**PROMPT:** Transcribe only the lines between the first line of the records and the line containing "use crate::model::Recipe;", inclusive, exactly as written.

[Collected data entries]
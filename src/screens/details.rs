//! Details screen: single-recipe state keyed by a recipe id.

use std::sync::Arc;

use tokio::sync::mpsc;
use tokio_util::sync::CancellationToken;

use crate::client::RecipeClient;
use crate::model::Recipe;

/// Error text for a detail fetch a host chooses to report as failed.
pub const DETAILS_FAILED: &str = "Failed to load recipe details";

/// Observable state of the details screen.
#[derive(Debug, Clone, Default, PartialEq)]
pub struct DetailsState {
    pub recipe: Option<Recipe>,
    pub loading: bool,
    pub error: Option<String>,
}

#[derive(Debug)]
pub enum DetailsEvent {
    /// A detail fetch resolved to a displayable recipe.
    LoadSucceeded(Recipe),
    /// A detail fetch was reported as failed rather than degraded.
    LoadFailed,
}

/// Pure state transition for the details screen.
pub fn reduce(state: DetailsState, event: DetailsEvent) -> DetailsState {
    match event {
        DetailsEvent::LoadSucceeded(recipe) => DetailsState {
            recipe: Some(recipe),
            loading: false,
            ..state
        },
        DetailsEvent::LoadFailed => DetailsState {
            loading: false,
            error: Some(DETAILS_FAILED.to_string()),
            ..state
        },
    }
}

/// Controller for the details screen.
///
/// Construction starts the fetch for the given id; it is re-triggered only
/// when [`show`](DetailsScreen::show) is called with a different id. A failed
/// fetch resolves to [`Recipe::fallback`] for the known id instead of a
/// blocking error state, so the screen always ends up with something to
/// render.
pub struct DetailsScreen {
    recipe_id: i32,
    state: DetailsState,
    client: Arc<RecipeClient>,
    events_tx: mpsc::UnboundedSender<(u64, DetailsEvent)>,
    events_rx: mpsc::UnboundedReceiver<(u64, DetailsEvent)>,
    epoch: u64,
    inflight: Option<CancellationToken>,
}

impl DetailsScreen {
    pub fn new(recipe_id: i32, client: Arc<RecipeClient>) -> Self {
        let (events_tx, events_rx) = mpsc::unbounded_channel();
        let mut screen = Self {
            recipe_id,
            state: DetailsState::default(),
            client,
            events_tx,
            events_rx,
            epoch: 0,
            inflight: None,
        };
        screen.trigger_fetch();
        screen
    }

    pub fn recipe_id(&self) -> i32 {
        self.recipe_id
    }

    pub fn state(&self) -> &DetailsState {
        &self.state
    }

    /// Points the screen at `recipe_id`, fetching only when the id changed.
    pub fn show(&mut self, recipe_id: i32) {
        if recipe_id == self.recipe_id {
            return;
        }
        self.recipe_id = recipe_id;
        self.trigger_fetch();
    }

    fn trigger_fetch(&mut self) {
        if let Some(token) = self.inflight.take() {
            token.cancel();
        }
        self.epoch += 1;
        let epoch = self.epoch;
        let token = CancellationToken::new();
        self.inflight = Some(token.clone());
        self.state = DetailsState {
            recipe: None,
            loading: true,
            error: None,
        };

        let client = Arc::clone(&self.client);
        let recipe_id = self.recipe_id;
        let events_tx = self.events_tx.clone();
        tokio::spawn(async move {
            let outcome = tokio::select! {
                _ = token.cancelled() => return,
                outcome = client.get_recipe_information(recipe_id) => outcome,
            };
            let recipe = match outcome {
                Ok(raw) => Recipe::from_information(&raw),
                Err(e) => {
                    tracing::warn!("Failed to load details for recipe {}: {:#}", recipe_id, e);
                    Recipe::fallback(recipe_id)
                }
            };
            let _ = events_tx.send((epoch, DetailsEvent::LoadSucceeded(recipe)));
        });
    }

    /// Waits for the current fetch to complete and applies its result.
    ///
    /// Completions for superseded ids are skipped. Returns immediately when
    /// no fetch is in flight.
    pub async fn tick(&mut self) {
        if self.inflight.is_none() {
            return;
        }
        while let Some((epoch, event)) = self.events_rx.recv().await {
            if epoch != self.epoch {
                continue;
            }
            self.inflight = None;
            self.apply(event);
            break;
        }
    }

    fn apply(&mut self, event: DetailsEvent) {
        self.state = reduce(std::mem::take(&mut self.state), event);
    }
}

impl Drop for DetailsScreen {
    fn drop(&mut self) {
        if let Some(token) = self.inflight.take() {
            token.cancel();
        }
    }
}
// Copyright (c) 2026 Robert L. Snyder, Sierra Vista, AZ
// Licensed under the MIT License. See LICENSE file in the project root for details.

//! API endpoint handlers.
//!
//! Catalog lookups run inline. Generation, training and model loading run
//! on tokio's blocking pool so they never stall the accept loop.

use std::path::PathBuf;
use std::sync::Arc;

use serde::Deserialize;
use serde_json::{json, Map, Value};

use super::http::{Request, Response};
use super::AppState;
use crate::error::ComposerError;
use crate::genres::GenreProfile;
use crate::neural::NeuralModel;

/// HTTP status for a core error
pub fn status_for(err: &ComposerError) -> u16 {
    match err {
        ComposerError::GenreNotFound(_) | ComposerError::ModelNotFound(_) => 404,
        ComposerError::Validation(_) => 400,
        ComposerError::Training(_) | ComposerError::Corpus { .. } => 422,
        _ => 500,
    }
}

fn failure(err: &ComposerError) -> Response {
    Response::error(status_for(err), &err.to_string())
}

/// Parse a JSON body; an empty body reads as `{}`
fn parse_body<T: for<'de> Deserialize<'de> + Default>(req: &Request) -> Result<T, Response> {
    if req.body.iter().all(u8::is_ascii_whitespace) {
        return Ok(T::default());
    }
    serde_json::from_slice(&req.body).map_err(|e| Response::error(400, &format!("invalid JSON body: {}", e)))
}

fn truthy(value: &str) -> bool {
    matches!(value.trim().to_ascii_lowercase().as_str(), "true" | "1" | "yes" | "on")
}

/// Route a request to its handler
pub async fn handle(state: Arc<AppState>, req: Request) -> Response {
    match (req.method.as_str(), req.path.as_str()) {
        ("OPTIONS", _) => Response::preflight(),
        ("GET", "/api/genres") => genres(&state),
        ("GET", "/api/categories") => categories(&state),
        ("GET", "/api/genre-info") => genre_info(&state, &req),
        ("GET", "/api/search") => search(&state, &req),
        ("GET", "/api/generate") => match GenerateParams::from_query(&req, state.default_bars) {
            Ok(params) => generate(state, params).await,
            Err(response) => response,
        },
        ("POST", "/api/generate") => match GenerateParams::from_body(&req, state.default_bars) {
            Ok(params) => generate(state, params).await,
            Err(response) => response,
        },
        ("GET", "/api/model-status") => model_status(&state, &req),
        ("GET", "/api/models") => models(&state),
        ("POST", "/api/train-neural") => train(state, &req).await,
        ("POST", "/api/cancel-training") => cancel_training(&state, &req),
        ("POST", "/api/load-model") => load_model(state, &req).await,
        ("GET", path) if path.starts_with("/output/") => output_file(&state, path).await,
        _ => Response::error(404, "not found"),
    }
}

fn genres(state: &AppState) -> Response {
    let registry = state.orchestrator.catalog().snapshot();
    Response::json(200, &registry.list_all())
}

fn categories(state: &AppState) -> Response {
    let registry = state.orchestrator.catalog().snapshot();
    let mut object = Map::new();
    for (category, ids) in registry.categories() {
        object.insert(category.to_string(), json!(ids));
    }
    Response::json(200, &Value::Object(object))
}

/// Public description of a genre
pub fn genre_json(p: &GenreProfile) -> Value {
    json!({
        "id": p.id,
        "name": p.name,
        "category": p.category,
        "description": p.description,
        "tempo_range": p.tempo_range,
        "swing": p.swing,
        "note_density": p.note_density,
        "syncopation": p.syncopation,
        "chord_complexity": p.chord_complexity,
        "velocity_range": p.velocity_range,
        "drum_pattern": p.drum_pattern.as_str(),
        "bass_style": p.bass_style.as_str(),
        "scales": p.scales.iter().map(|s| s.as_str()).collect::<Vec<_>>(),
        "time_signatures": p.time_signatures.iter().map(|t| t.to_string()).collect::<Vec<_>>(),
        "instruments": p.instruments,
    })
}

fn genre_info(state: &AppState, req: &Request) -> Response {
    let Some(id) = req.query_param("id").map(str::trim).filter(|id| !id.is_empty()) else {
        return Response::error(400, "missing genre id");
    };
    let registry = state.orchestrator.catalog().snapshot();
    match registry.get(id) {
        Ok(profile) => Response::json(200, &genre_json(profile)),
        Err(e) => failure(&e),
    }
}

fn search(state: &AppState, req: &Request) -> Response {
    let registry = state.orchestrator.catalog().snapshot();
    Response::json(200, &registry.search(req.query_param("q").unwrap_or("")))
}

#[derive(Debug, Clone, PartialEq)]
struct GenerateParams {
    genre: String,
    bars: i64,
    seed: Option<u64>,
    neural: bool,
}

#[derive(Debug, Default, Deserialize)]
struct GenerateBody {
    genre: Option<String>,
    bars: Option<i64>,
    seed: Option<u64>,
    #[serde(default)]
    neural: bool,
}

impl GenerateParams {
    fn from_query(req: &Request, default_bars: i64) -> Result<Self, Response> {
        let genre = req
            .query_param("genre")
            .map(str::trim)
            .filter(|g| !g.is_empty())
            .ok_or_else(|| Response::error(400, "missing genre parameter"))?;
        let bars = match req.query_param("bars").map(str::trim).filter(|b| !b.is_empty()) {
            Some(raw) => raw
                .parse::<i64>()
                .map_err(|_| Response::error(400, &format!("bars must be an integer, got {:?}", raw)))?,
            None => default_bars,
        };
        let seed = match req.query_param("seed").map(str::trim).filter(|s| !s.is_empty()) {
            Some(raw) => Some(
                raw.parse::<u64>()
                    .map_err(|_| Response::error(400, &format!("seed must be a non-negative integer, got {:?}", raw)))?,
            ),
            None => None,
        };
        Ok(Self {
            genre: genre.to_string(),
            bars,
            seed,
            neural: req.query_param("neural").map(truthy).unwrap_or(false),
        })
    }

    fn from_body(req: &Request, default_bars: i64) -> Result<Self, Response> {
        let body: GenerateBody = parse_body(req)?;
        let genre = body
            .genre
            .map(|g| g.trim().to_string())
            .filter(|g| !g.is_empty())
            .ok_or_else(|| Response::error(400, "missing genre"))?;
        Ok(Self {
            genre,
            bars: body.bars.unwrap_or(default_bars),
            seed: body.seed,
            neural: body.neural,
        })
    }
}

async fn generate(state: Arc<AppState>, params: GenerateParams) -> Response {
    let task = tokio::task::spawn_blocking(move || {
        state
            .orchestrator
            .generate(&params.genre, params.bars, params.seed, params.neural)
    });
    match task.await {
        Ok(Ok(result)) => Response::json(
            200,
            &json!({
                "success": true,
                "filename": result.filename,
                "tempo": result.tempo,
                "seed": result.seed,
                "neural": result.neural_applied,
                "warnings": result.warnings,
            }),
        ),
        Ok(Err(e)) => failure(&e),
        Err(e) => Response::error(500, &format!("generation task failed: {}", e)),
    }
}

fn model_status(state: &AppState, req: &Request) -> Response {
    let model = req
        .query_param("model")
        .map(str::trim)
        .filter(|m| !m.is_empty())
        .unwrap_or(state.orchestrator.model_name());
    let exists = state.orchestrator.store().exists(model);
    Response::json(200, &json!({ "exists": exists, "model": model }))
}

fn models(state: &AppState) -> Response {
    match state.orchestrator.store().list() {
        Ok(names) => Response::json(200, &json!({ "models": names })),
        Err(e) => failure(&e),
    }
}

#[derive(Debug, Default, Deserialize)]
struct TrainBody {
    directory: Option<String>,
    epochs: Option<i64>,
    model_name: Option<String>,
}

async fn train(state: Arc<AppState>, req: &Request) -> Response {
    let body: TrainBody = match parse_body(req) {
        Ok(body) => body,
        Err(response) => return response,
    };
    let directory = body
        .directory
        .map(PathBuf::from)
        .unwrap_or_else(|| state.training_directory.clone());
    let epochs = body.epochs.unwrap_or(state.default_epochs);
    let model_name = body
        .model_name
        .unwrap_or_else(|| state.orchestrator.model_name().to_string());

    let task = tokio::task::spawn_blocking(move || state.pipeline.run_named(&directory, epochs, &model_name));
    match task.await {
        Ok(Ok(outcome)) => Response::json(
            200,
            &json!({
                "success": true,
                "model": outcome.model_name,
                "version": outcome.version,
                "warnings": outcome.warnings,
                "files": outcome.files_used,
                "epochs": outcome.result.epoch_losses.len(),
                "final_loss": outcome.result.final_loss,
            }),
        ),
        Ok(Err(e)) => failure(&e),
        Err(e) => Response::error(500, &format!("training task failed: {}", e)),
    }
}

#[derive(Debug, Default, Deserialize)]
struct ModelBody {
    model_name: Option<String>,
    model: Option<String>,
}

impl ModelBody {
    fn name_or(self, default: &str) -> String {
        self.model_name.or(self.model).unwrap_or_else(|| default.to_string())
    }
}

fn cancel_training(state: &AppState, req: &Request) -> Response {
    let body: ModelBody = match parse_body(req) {
        Ok(body) => body,
        Err(response) => return response,
    };
    let name = body.name_or(state.orchestrator.model_name());
    let cancelled = state.pipeline.cancel(&name);
    Response::json(200, &json!({ "success": cancelled, "model": name }))
}

async fn load_model(state: Arc<AppState>, req: &Request) -> Response {
    let body: ModelBody = match parse_body(req) {
        Ok(body) => body,
        Err(response) => return response,
    };
    let name = body.name_or(state.orchestrator.model_name());
    let task = tokio::task::spawn_blocking(move || {
        NeuralModel::load(state.orchestrator.store().as_ref(), &name).map(|m| (name, m.version()))
    });
    match task.await {
        Ok(Ok((name, version))) => Response::json(200, &json!({ "success": true, "model": name, "version": version })),
        Ok(Err(e)) => failure(&e),
        Err(e) => Response::error(500, &format!("load task failed: {}", e)),
    }
}

async fn output_file(state: &AppState, path: &str) -> Response {
    let name = &path["/output/".len()..];
    let safe = name.ends_with(".mid")
        && !name.starts_with('.')
        && !name.contains(['/', '\\'])
        && !name.contains("..");
    if !safe {
        return Response::error(404, "file not found");
    }
    match tokio::fs::read(state.orchestrator.output_dir().join(name)).await {
        Ok(bytes) => Response::bytes("audio/midi", bytes),
        Err(_) => Response::error(404, "file not found"),
    }
}

#[cfg(test)]
mod tests {
    use super::*;
    use std::collections::HashMap;

    fn get(target: &str) -> Request {
        let (path, query) = target.split_once('?').unwrap_or((target, ""));
        Request {
            method: "GET".into(),
            path: path.into(),
            query: super::super::http::parse_query(query),
            body: Vec::new(),
        }
    }

    #[test]
    fn test_status_mapping() {
        assert_eq!(status_for(&ComposerError::GenreNotFound("x".into())), 404);
        assert_eq!(status_for(&ComposerError::validation("bad")), 400);
        assert_eq!(status_for(&ComposerError::Training("no training data found".into())), 422);
        assert_eq!(status_for(&ComposerError::Encoding("x".into())), 500);
    }

    #[test]
    fn test_generate_params_from_query() {
        let params = GenerateParams::from_query(&get("/api/generate?genre=reggaeton&bars=8&seed=42&neural=TRUE"), 32).unwrap();
        assert_eq!(
            params,
            GenerateParams {
                genre: "reggaeton".into(),
                bars: 8,
                seed: Some(42),
                neural: true
            }
        );
        let defaults = GenerateParams::from_query(&get("/api/generate?genre=pop"), 32).unwrap();
        assert_eq!((defaults.bars, defaults.seed, defaults.neural), (32, None, false));
    }

    #[test]
    fn test_generate_params_errors() {
        assert_eq!(GenerateParams::from_query(&get("/api/generate"), 32).unwrap_err().status, 400);
        assert_eq!(GenerateParams::from_query(&get("/api/generate?genre=pop&bars=ten"), 32).unwrap_err().status, 400);
        assert_eq!(GenerateParams::from_query(&get("/api/generate?genre=pop&seed=-1"), 32).unwrap_err().status, 400);
    }

    #[test]
    fn test_generate_params_from_body() {
        let req = Request {
            method: "POST".into(),
            path: "/api/generate".into(),
            query: HashMap::new(),
            body: br#"{"genre":"house","bars":4,"neural":true}"#.to_vec(),
        };
        let params = GenerateParams::from_body(&req, 32).unwrap();
        assert_eq!((params.genre.as_str(), params.bars, params.neural), ("house", 4, true));

        let bad = Request { body: b"{nope".to_vec(), ..req };
        assert_eq!(GenerateParams::from_body(&bad, 32).unwrap_err().status, 400);
    }

    #[test]
    fn test_genre_json_fields() {
        let registry = crate::genres::GenreRegistry::builtin();
        let value = genre_json(registry.get("reggaeton").unwrap());
        assert_eq!(value["drum_pattern"], "dembow");
        assert_eq!(value["tempo_range"], json!([88, 100]));
        assert!(value["instruments"].as_array().unwrap().contains(&json!("drums")));
    }
}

**RESPONSE TO THE EXERCISE:**
filename src/screens/details.rs
//! Details screen: single-recipe state keyed by a recipe id.

use std::sync::Arc;

use tokio::sync::mpsc;
use tokio_util::sync::CancellationToken;

use crate::client::RecipeClient;
use crate::model::Recipe;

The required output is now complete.